Tourisme à la fin du XIXe (4 oeuvres)
© Ministère de la Culture - Médiathèque du Patrimoine, Dist. RMN-Grand Palais / Jean Gilletta
Titre : La Croisette : hôtels, plage et cabines de bains.
Auteur : Jean GILETTA (1856-1933)
Technique et autres indications : négatif verre au gélatino-bromure d'argent
Lieu de Conservation : Médiathèque de l'architecture et du patrimoine (Paris) ; site web
Contact copyright : Agence photographique de la Réunion des musées nationaux. 254/256 rue de Bercy 75577 Paris CEDEX 12. Courriel : photo@rmn.fr ; site web
Référence de l'image : 10-514711 / GLT01522
Naissance de la Croisette
Petite bourgade au début du XIXe siècle, la ville de Cannes devient célèbre lorsque le Grand Chancelier d’Angleterre Lord Brougham and Vaux décide de s’y faire construire une résidence en 1834. A partir de l’inauguration de sa villa Eleonore en 1836, le petit port de pèche attire l’aristocratie anglaise puis européenne et devient un lieu de villégiature hivernale très réputé. Dans le vieux centre existant ou dans de nouveaux quartiers, les demeures, villas et châteaux transforment la cité, tandis que la croisette, aménagée entre 1856 et 1863 accueille ses premiers hôtels et établissements de luxe.
Avec l’inauguration de la ligne de chemin de fer Paris-Lyon-Méditerranée qui relie Cagnes-sur-mer en 1863 et le développement d’un tourisme d’été moins sélectif, Cannes voit sa population comme son activité augmenter considérablement et régulièrement durant toute la première partie du XXe siècle, notamment pendant les « années folles » de 1920 et 1930. C’est de cette époque que date de la photographie ici à l’étude La Croisette : hôtels, plage et cabines de bain, réalisée par le photographe et éditeur de cartes postales, Jean Gilletta (1856-1933).

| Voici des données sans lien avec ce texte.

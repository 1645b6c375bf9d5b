// 1.0: the primitives. ids, sides, block time, balance deltas.
// prices and quantities are plain Decimal in human-readable units; ids are newtypes so they never mix.

use chrono::{DateTime, Utc};
use rust_decimal::Decimal;
use serde::{Deserialize, Serialize};
use std::collections::BTreeMap;
use std::fmt;

#[derive(Debug, Clone, Copy, Default, PartialEq, Eq, PartialOrd, Ord, Hash, Serialize, Deserialize)]
pub struct MarketId(pub u32);

#[derive(Debug, Clone, Copy, PartialEq, Eq, PartialOrd, Ord, Hash, Serialize, Deserialize)]
pub struct SubaccountId(pub u64);

impl SubaccountId {
    /// Receives exchange fees and market surpluses that have nowhere else to go.
    pub const AUCTION: SubaccountId = SubaccountId(0);
}

/// Zero for trades that did not come from an order (settlement closes).
#[derive(Debug, Clone, Copy, Default, PartialEq, Eq, PartialOrd, Ord, Hash, Serialize, Deserialize)]
pub struct OrderHash(pub u64);

impl fmt::Display for OrderHash {
    fn fmt(&self, f: &mut fmt::Formatter<'_>) -> fmt::Result {
        write!(f, "0x{:016x}", self.0)
    }
}

#[derive(Debug, Clone, Copy, PartialEq, Eq, Hash, Serialize, Deserialize)]
pub enum Side {
    Buy,
    Sell,
}

impl Side {
    pub fn opposite(&self) -> Self {
        match self {
            Side::Buy => Side::Sell,
            Side::Sell => Side::Buy,
        }
    }

    pub fn is_buy(&self) -> bool {
        matches!(self, Side::Buy)
    }

    pub fn from_is_buy(is_buy: bool) -> Self {
        if is_buy {
            Side::Buy
        } else {
            Side::Sell
        }
    }

    /// True if `a` is a strictly better price than `b` from this side's point of view.
    pub fn is_better_price(&self, a: Decimal, b: Decimal) -> bool {
        match self {
            Side::Buy => a > b,
            Side::Sell => a < b,
        }
    }
}

/// Decimal places every stored amount and derived price is rounded to.
pub const AMOUNT_DP: u32 = 18;

/// Rounds the result of a division so later sums and differences stay exact.
pub fn round_amount(amount: Decimal) -> Decimal {
    amount.round_dp(AMOUNT_DP)
}

// 1.1: block time in unix seconds. funding and expiry math works in whole seconds.
#[derive(Debug, Clone, Copy, Default, PartialEq, Eq, PartialOrd, Ord, Hash, Serialize, Deserialize)]
pub struct Timestamp(pub i64);

impl Timestamp {
    pub fn from_secs(secs: i64) -> Self {
        Self(secs)
    }

    pub fn as_secs(&self) -> i64 {
        self.0
    }

    pub fn add_secs(&self, secs: i64) -> Self {
        Self(self.0 + secs)
    }

    pub fn to_datetime(&self) -> Option<DateTime<Utc>> {
        DateTime::from_timestamp(self.0, 0)
    }
}

impl fmt::Display for Timestamp {
    fn fmt(&self, f: &mut fmt::Formatter<'_>) -> fmt::Result {
        match self.to_datetime() {
            Some(dt) => write!(f, "{}", dt.format("%Y-%m-%dT%H:%M:%SZ")),
            None => write!(f, "{}s", self.0),
        }
    }
}

/// Height and time of the block being processed.
#[derive(Debug, Clone, Copy, PartialEq, Eq, Serialize, Deserialize)]
pub struct BlockContext {
    pub height: u64,
    pub time: Timestamp,
}

impl BlockContext {
    pub fn new(height: u64, time: Timestamp) -> Self {
        Self { height, time }
    }
}

// 1.2: signed change to a subaccount deposit. total tracks everything owned,
// available excludes what is locked as order margin.
#[derive(Debug, Clone, Copy, Default, PartialEq, Eq, Serialize, Deserialize)]
pub struct DepositDelta {
    pub total: Decimal,
    pub available: Decimal,
}

impl DepositDelta {
    pub fn new(total: Decimal, available: Decimal) -> Self {
        Self { total, available }
    }

    pub fn is_empty(&self) -> bool {
        self.total.is_zero() && self.available.is_zero()
    }

    pub fn add_available(&mut self, amount: Decimal) {
        self.available += amount;
    }

    pub fn add_total(&mut self, amount: Decimal) {
        self.total += amount;
    }

    pub fn add_both(&mut self, amount: Decimal) {
        self.total += amount;
        self.available += amount;
    }
}

/// Balance changes of one pass, keyed and iterated in subaccount order.
#[derive(Debug, Clone, Default, PartialEq, Eq, Serialize, Deserialize)]
pub struct DepositDeltas(BTreeMap<SubaccountId, DepositDelta>);

impl DepositDeltas {
    pub fn new() -> Self {
        Self(BTreeMap::new())
    }

    pub fn apply(&mut self, subaccount_id: SubaccountId, delta: DepositDelta) {
        let entry = self.0.entry(subaccount_id).or_default();
        entry.total += delta.total;
        entry.available += delta.available;
    }

    pub fn add_available(&mut self, subaccount_id: SubaccountId, amount: Decimal) {
        self.0.entry(subaccount_id).or_default().add_available(amount);
    }

    pub fn add_both(&mut self, subaccount_id: SubaccountId, amount: Decimal) {
        self.0.entry(subaccount_id).or_default().add_both(amount);
    }

    pub fn get(&self, subaccount_id: SubaccountId) -> Option<&DepositDelta> {
        self.0.get(&subaccount_id)
    }

    pub fn remove(&mut self, subaccount_id: SubaccountId) -> Option<DepositDelta> {
        self.0.remove(&subaccount_id)
    }

    pub fn iter(&self) -> impl Iterator<Item = (&SubaccountId, &DepositDelta)> {
        self.0.iter()
    }

    pub fn len(&self) -> usize {
        self.0.len()
    }

    pub fn is_empty(&self) -> bool {
        self.0.is_empty()
    }

    pub fn merge(&mut self, other: DepositDeltas) {
        for (subaccount_id, delta) in other.0 {
            self.apply(subaccount_id, delta);
        }
    }
}
impl Engine {
    /// Pauses an active market and schedules its settlement at the current mark price.
    pub fn pause_and_schedule_settlement(&mut self, market_id: MarketId, cancel_market_orders: bool) -> Result<(), EngineError> {
        self.pause_for_settlement(market_id, cancel_market_orders, CancelReason::MarketSettlement)
    }

    pub(super) fn pause_for_settlement(&mut self, market_id: MarketId, cancel_market_orders: bool, reason: CancelReason) -> Result<(), EngineError> {
        let state = self.state(market_id)?;
        if state.market.status().is_terminal() {
            return Err(EngineError::TerminalMarket(market_id));
        }
        let is_binary = state.market.is_binary_options();
        let price = if is_binary {
            Some(self.binary_oracle_settlement_price(market_id)?)
        } else {
            self.mark_price(market_id).map(SettlementPrice::Price)
        };

        self.cancel_all_orders(market_id, cancel_market_orders, reason)?;
        let Some(price) = price else {
            return self.handle_failed_settlement(market_id);
        };

        self.store.schedule_settlement(market_id, price);
        let state = self.state_mut(market_id)?;
        if !is_binary {
            state.market.params_mut().mark_price_at_pausing = price.price();
        }
        warn!(market = ?market_id, ?price, "market paused for settlement");
        let status = if is_binary { MarketStatus::Demolished } else { MarketStatus::Paused };
        self.set_market_status(market_id, status)
    }

    /// No price to settle at: every order goes, the insurance fund is moved into the
    /// market and positions stay open until an admin settles them.
    fn handle_failed_settlement(&mut self, market_id: MarketId) -> Result<(), EngineError> {
        self.cancel_all_orders(market_id, true, CancelReason::MarketSettlement)?;

        let available = match self.insurance.balance(market_id) {
            Ok(balance) => balance,
            Err(err) => {
                warn!(market = ?market_id, error = %err, "no insurance fund to cover a failed settlement");
                Decimal::ZERO
            }
        };
        if available > Decimal::ZERO {
            self.insurance.withdraw(market_id, available)?;
        }

        let state = self.state_mut(market_id)?;
        state.balance += available;
        let balance = state.balance;
        let status = if state.market.is_binary_options() {
            MarketStatus::Demolished
        } else {
            MarketStatus::Paused
        };
        warn!(market = ?market_id, insurance = %available, %balance, "settlement failed, market not settled");
        self.set_market_status(market_id, status)?;
        self.emit_event(EventPayload::NotSettledMarketBalance(MarketBalanceEvent {
            market_id,
            amount: balance,
        }));
        Ok(())
    }

    /// Oracle probability clamped to [0, 1] and scaled. a refund when the oracle is silent.
    pub(super) fn binary_oracle_settlement_price(&self, market_id: MarketId) -> Result<SettlementPrice, EngineError> {
        let market = self.store.market(market_id).ok_or(EngineError::MarketNotFound(market_id))?;
        let price = self
            .oracle
            .price(market.oracle())
            .map(|p| SettlementPrice::Price(market.oracle().scaled_price(p.clamp(Decimal::ZERO, Decimal::ONE))))
            .unwrap_or(SettlementPrice::Refund);
        Ok(price)
    }

    pub(super) fn process_scheduled_settlements(&mut self) -> Result<Vec<MarketId>, EngineError> {
        let mut settled = Vec::new();
        for (market_id, scheduled) in self.store.scheduled_settlements() {
            let price = match scheduled {
                SettlementPrice::Price(p) if p.is_zero() => match self.mark_price(market_id) {
                    Some(mark) => SettlementPrice::Price(mark),
                    None => {
                        warn!(market = ?market_id, "no oracle price for scheduled settlement, retrying next block");
                        if self.state(market_id)?.market.is_active() {
                            self.set_market_status(market_id, MarketStatus::Paused)?;
                        }
                        continue;
                    }
                },
                price => price,
            };

            self.settle(market_id, price, Decimal::ZERO)?;
            self.store.remove_scheduled_settlement(market_id);

            let state = self.state_mut(market_id)?;
            let is_binary = state.market.is_binary_options();
            if let Some(info) = state.market.expiry_info_mut() {
                info.settlement_price = price.price();
            }
            if let Some(info) = state.market.binary_info_mut() {
                info.settlement_price.get_or_insert(price);
            }
            if state.market.is_active() {
                let status = if is_binary { MarketStatus::Demolished } else { MarketStatus::Paused };
                self.set_market_status(market_id, status)?;
            }
            settled.push(market_id);
        }
        Ok(settled)
    }

    // 8.5.1: close every position at `price`, paying out through deposit deltas.
    pub(super) fn settle(&mut self, market_id: MarketId, price: SettlementPrice, closing_fee_rate: Decimal) -> Result<(), EngineError> {
        self.cancel_all_orders(market_id, true, CancelReason::MarketSettlement)?;

        let state = self.store.state_mut(market_id).ok_or(EngineError::MarketNotFound(market_id))?;
        let positions = state.take_positions();
        let outcome = settle_market(&state.market, positions, state.balance, price, closing_fee_rate, self.insurance.as_mut());

        state.set_positions(outcome.positions);
        state.balance = outcome.market_balance.max(Decimal::ZERO);
        state.open_interest = Decimal::ZERO;
        let denom = state.market.quote_denom().to_string();
        for (subaccount_id, delta) in outcome.deposit_deltas.iter() {
            self.bank.update_deposit_with_delta(*subaccount_id, &denom, *delta);
        }
        info!(
            market = ?market_id,
            ?price,
            balance = %outcome.market_balance,
            insurance_withdrawn = %outcome.insurance_withdrawn,
            insurance_deposited = %outcome.insurance_deposited,
            "settlement applied"
        );
        self.emit_events(outcome.events);
        Ok(())
    }

    // 8.5.2: record the TWAP start, then settle at the TWAP once matured.
    pub(super) fn process_expiry_markets(&mut self) -> Result<Vec<MarketId>, EngineError> {
        let now = self.block.time;
        let mut settled = Vec::new();

        for market_id in self.store.market_ids() {
            let state = self.state(market_id)?;
            if !state.market.is_active() {
                continue;
            }
            let Some(info) = state.market.expiry_info().cloned() else {
                continue;
            };
            let oracle = state.market.oracle().clone();
            let taker_fee_rate = state.market.taker_fee_rate();

            match expiry_step(&info, now) {
                ExpiryStep::Premature | ExpiryStep::InWindow => {}
                ExpiryStep::StartTwap => match self.oracle.cumulative_price(&oracle) {
                    Some((base, quote)) => {
                        if let Some(info) = self.state_mut(market_id)?.market.expiry_info_mut() {
                            start_expiry_twap(info, now, base, quote);
                        }
                        info!(market = ?market_id, %base, %quote, "expiry TWAP window opened");
                        self.emit_event(EventPayload::ExpiryTwapStarted(ExpiryTwapStartedEvent {
                            market_id,
                            start_base_cumulative_price: base,
                            start_quote_cumulative_price: quote,
                        }));
                    }
                    None => {
                        warn!(market = ?market_id, "no cumulative price to open the TWAP window, pausing");
                        self.set_market_status(market_id, MarketStatus::Paused)?;
                    }
                },
                ExpiryStep::Matured => {
                    let spot = self.mark_price(market_id);
                    let zero_window = info.start_base_cumulative_price.is_none() && info.twap_start_timestamp == info.expiration_timestamp;
                    let price = if zero_window {
                        spot.ok_or(TwapError::MissingCumulativePrice)
                    } else {
                        self.oracle
                            .cumulative_price(&oracle)
                            .ok_or(TwapError::MissingCumulativePrice)
                            .and_then(|(base, quote)| expiry_twap_settlement_price(&info, &oracle, now, base, quote, spot))
                    };
                    match price {
                        Ok(price) if price > Decimal::ZERO => {
                            self.settle(market_id, SettlementPrice::Price(price), taker_fee_rate)?;
                            if let Some(info) = self.state_mut(market_id)?.market.expiry_info_mut() {
                                info.settlement_price = Some(price);
                            }
                            self.set_market_status(market_id, MarketStatus::Expired)?;
                            settled.push(market_id);
                        }
                        Ok(price) => {
                            warn!(market = ?market_id, %price, "expiry settlement price is not positive, pausing");
                            self.set_market_status(market_id, MarketStatus::Paused)?;
                        }
                        Err(err) => {
                            warn!(market = ?market_id, error = %err, "expiry settlement failed, pausing");
                            self.set_market_status(market_id, MarketStatus::Paused)?;
                        }
                    }
                }
            }
        }
        Ok(settled)
    }

    // 8.5.3: stop trading at expiration, settle at the settlement timestamp.
    pub(super) fn process_binary_options(&mut self) -> Result<Vec<MarketId>, EngineError> {
        let now = self.block.time;
        let mut settled = Vec::new();

        for market_id in self.store.market_ids() {
            let state = self.state(market_id)?;
            let Some(info) = state.market.binary_info().cloned() else {
                continue;
            };
            if state.market.status() == MarketStatus::Active && now >= info.expiration_timestamp {
                self.cancel_all_orders(market_id, true, CancelReason::MarketSettlement)?;
                self.set_market_status(market_id, MarketStatus::Expired)?;
            }

            let status = self.state(market_id)?.market.status();
            if !matches!(status, MarketStatus::Active | MarketStatus::Expired) || now < info.settlement_timestamp {
                continue;
            }
            let price = match info.settlement_price {
                Some(price) => price,
                None => self.binary_oracle_settlement_price(market_id)?,
            };
            self.settle(market_id, price, Decimal::ZERO)?;
            if let Some(info) = self.state_mut(market_id)?.market.binary_info_mut() {
                info.settlement_price = Some(price);
            }
            self.set_market_status(market_id, MarketStatus::Demolished)?;
            settled.push(market_id);
        }
        Ok(settled)
    }

    /// Admin settlement of a binary options market. `raw_price` is a probability in
    /// [0, 1], or the refund flag. Settles at the start of the next block.
    pub fn admin_settle_binary_options(&mut self, market_id: MarketId, raw_price: Decimal) -> Result<(), EngineError> {
        let state = self.state(market_id)?;
        // expired binary markets still wait for their outcome
        if state.market.status() == MarketStatus::Demolished {
            return Err(EngineError::TerminalMarket(market_id));
        }
        let price = binary_settlement_price(&state.market, raw_price)?;
        if let Some(info) = self.state_mut(market_id)?.market.binary_info_mut() {
            info.settlement_price = Some(price);
        }
        self.cancel_all_orders(market_id, true, CancelReason::MarketDemolished)?;
        self.store.schedule_settlement(market_id, price);
        info!(market = ?market_id, ?price, "binary options settlement scheduled");
        self.set_market_status(market_id, MarketStatus::Demolished)
    }

    /// Schedules settlement at `price`, or at the mark price recorded when the market
    /// was paused. Binary options markets take the admin path, `None` meaning refund.
    pub fn force_settle_market(&mut self, market_id: MarketId, price: Option<Decimal>) -> Result<(), EngineError> {
        let state = self.state(market_id)?;
        if state.market.is_binary_options() {
            return self.admin_settle_binary_options(market_id, price.unwrap_or(BINARY_OPTIONS_REFUND_FLAG));
        }
        if state.market.status().is_terminal() {
            return Err(EngineError::TerminalMarket(market_id));
        }
        if self.store.scheduled_settlement(market_id).is_some() {
            return Err(EngineError::SettlementAlreadyScheduled(market_id));
        }
        let price = match price {
            Some(price) if price > Decimal::ZERO => price,
            Some(price) => return Err(MarketError::InvalidSettlementPrice(price).into()),
            None => state
                .market
                .params()
                .mark_price_at_pausing
                .filter(|p| *p > Decimal::ZERO)
                .ok_or(EngineError::NoMarkPrice(market_id))?,
        };

        self.cancel_all_orders(market_id, true, CancelReason::MarketSettlement)?;
        self.store.schedule_settlement(market_id, SettlementPrice::Price(price));
        warn!(market = ?market_id, %price, "market force settled");
        self.set_market_status(market_id, MarketStatus::Paused)
    }

    /// What the market would owe its positions if they all closed at the mark price.
    pub fn calculate_market_balance(&self, market_id: MarketId) -> Result<Decimal, EngineError> {
        let state = self.state(market_id)?;
        let mark_price = self.mark_price(market_id).ok_or(EngineError::NoMarkPrice(market_id))?;
        Ok(calculate_market_balance(state.positions.values(), mark_price, state.market.funding()))
    }
}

Véritable image de carte postale et d’ailleurs largement diffusée sous ce format en France et partout dans le monde, cette photographie contribue à ancrer dans les représentations et les esprits l’image d’une ville moderne, festive, mondaine et luxueuse.
Plage et palaces
Pour représenter la Croisette dans son ensemble, Gilletta choisit un point de vue élevé (terrasse du toit d’un hôtel ou d’un grand bâtiment) offrant une belle perspective. Sur la gauche de l’image, on aperçoit les palaces construits à la fin du XIXe siècle : le célèbre Carlton (début d'inscription visible sous un des deux dômes) datant de 1911, le Miramar (inscription visible aussi), l’Hôtel Gonnet, l’Hôtel Martinez, le Grand Hôtel le Cercle Nautique ainsi que des villas.
Bordée de palmiers, la promenade s’étend le long de la plage, en léger arc de cercle. Si elle est fréquentée par quelques automobiles et quelques promeneurs, elle reste assez vide comparée à la plage. Une sorte de parking accueille les voitures des touristes, tandis que le bord de mer est littéralement recouvert de parasols, de cabines et d’estivants.
Délimitées par des pontons, les zones de baignade laissent voir une eau claire et lumineuse, dans laquelle se plongent de nombreuses personnes.
Le cœur de Cannes
En choisissant de représenter le cœur et le symbole de la ville, l’auteur de La Croisette : hôtels, plage et cabines de bain entend signifier et montrer à tous l’essence de Cannes. Les éléments visibles (plage, avenue, palaces ostentatoires), la situation de la scène (une journée d’été), ainsi que le choix de la prise de vue permettent ainsi de symboliser une destination qui se veut à la fois urbaine, moderne et fastueuse.
Une modernité notamment perceptible dans la forme des bâtiments les plus récents et dans la présence assez importante d’automobiles. Assez luxueuses, ces dernières rappellent aussi que les touristes, même estivants (les aristocrates et les plus fortunés continuant de venir surtout l’hiver) sont encore issus des classes les plus aisées.
A travers cette vue de la Croisette et de la plage « en activité » Gilletta présente enfin une ville au développement dynamique. Alors qu’une série de constructions et d’aménagements (tramway, casino) engagées dans les années 1920 achèvent d’en faire un haut lieu de loisirs, de jeu et de soirées mondaines, le photographe suggère assez habilement qu’elle est à la fois un lieu de détente (la plage) et une cité d’énergie ou d’effervescence.